# [WHAT NEEDS TO BE DONE]
Show all lines of the listing that contain the word "rules".
►
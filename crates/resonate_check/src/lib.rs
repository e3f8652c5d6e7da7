//! Whole-program verification of a linked resonate program.
//!
//! After specialisation and endpoint linking, the program is checked by an
//! ordered list of [`ProgramCheck`]s. The first failing check aborts
//! verification with a single diagnostic, since later checks assume the
//! invariants of earlier ones.
//!
//! [`link_and_verify`] runs the whole pipeline for one program and
//! [`verify_programs`] runs it for several independent programs in parallel.
//!
//! # Checks
//!
//! 1. `module-structure`: names, endpoint declarations, instances, the main module
//! 2. `advance-and-stream-calls`: where `advance` and runtime entry points may be called
//! 3. `connections`: every connection re-resolved and type-checked
//! 4. `recursion-and-stack`: no recursion, bounded call-stack
//! 5. `infinite-loops`: every loop can exit or advance
//! 6. `block-parameters`: branch arguments match block parameters
//! 7. `graph-cycles`: no feedback without a delay
//! 8. `stream-operations`: endpoint reads and writes
//! 9. `function-return-types`: no reference returns

#![warn(missing_docs)]

mod engine;
pub mod errors;
mod pipeline;
mod rules;

pub use engine::{check_program, CheckEngine};
pub use pipeline::{link_and_verify, verify_programs};
pub use rules::register_builtin_rules;
pub use rules::{
    AdvanceAndStreamCalls, BlockParameters, Connections, FunctionReturnTypes, GraphCycles,
    InfiniteLoops, ModuleStructure, RecursionAndStack, StreamOperations,
};

use resonate_config::BuildSettings;
use resonate_diagnostics::{Diagnostic, DiagnosticCode};
use resonate_ir::{ModuleId, Program};

/// One whole-program invariant.
///
/// A check reads the program and returns the first violation it finds.
pub trait ProgramCheck: Send + Sync {
    /// Returns the code of the check's most typical diagnostic.
    fn code(&self) -> DiagnosticCode;

    /// Returns the short kebab-case name of this check.
    fn name(&self) -> &str;

    /// Returns a human-readable description of what this check verifies.
    fn description(&self) -> &str;

    /// Checks the program, returning the first violation.
    fn check(&self, program: &Program, context: &CheckContext<'_>) -> Result<(), Diagnostic>;
}

/// Settings and derived facts shared by every check.
#[derive(Debug, Clone, Copy)]
pub struct CheckContext<'a> {
    /// The build limits.
    pub settings: &'a BuildSettings,
    /// The module the runtime will instantiate, if the program has one.
    pub main_module: Option<ModuleId>,
}

impl<'a> CheckContext<'a> {
    /// Selects the main module. A configured main processor that does not
    /// exist is an error.
    pub fn new(program: &Program, settings: &'a BuildSettings) -> Result<Self, Diagnostic> {
        let configured = settings.main_processor.as_deref();
        let main_module = program.main_module(configured);
        if let (Some(name), None) = (configured, main_module) {
            return Err(errors::cannot_find_main_processor(name));
        }
        Ok(Self {
            settings,
            main_module,
        })
    }
}

#[cfg(test)]
mod tests {
    use super::*;
    use resonate_heart::parse;

    #[test]
    fn main_module_selection() {
        let program = parse("#HEART 1\nnamespace L\n{\n}\nprocessor P\n{\n    output o stream float32;\n}\n").unwrap();
        let settings = BuildSettings::default();
        let context = CheckContext::new(&program, &settings).unwrap();
        assert_eq!(context.main_module, program.find_module("P"));

        let settings = BuildSettings {
            main_processor: Some("Q".into()),
            ..BuildSettings::default()
        };
        let err = CheckContext::new(&program, &settings).unwrap_err();
        assert_eq!(err.code, errors::R305);
    }
}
◄
# [OUTPUT BELOW]
mod rules;
pub use rules::register_builtin_rules;
pub use rules::{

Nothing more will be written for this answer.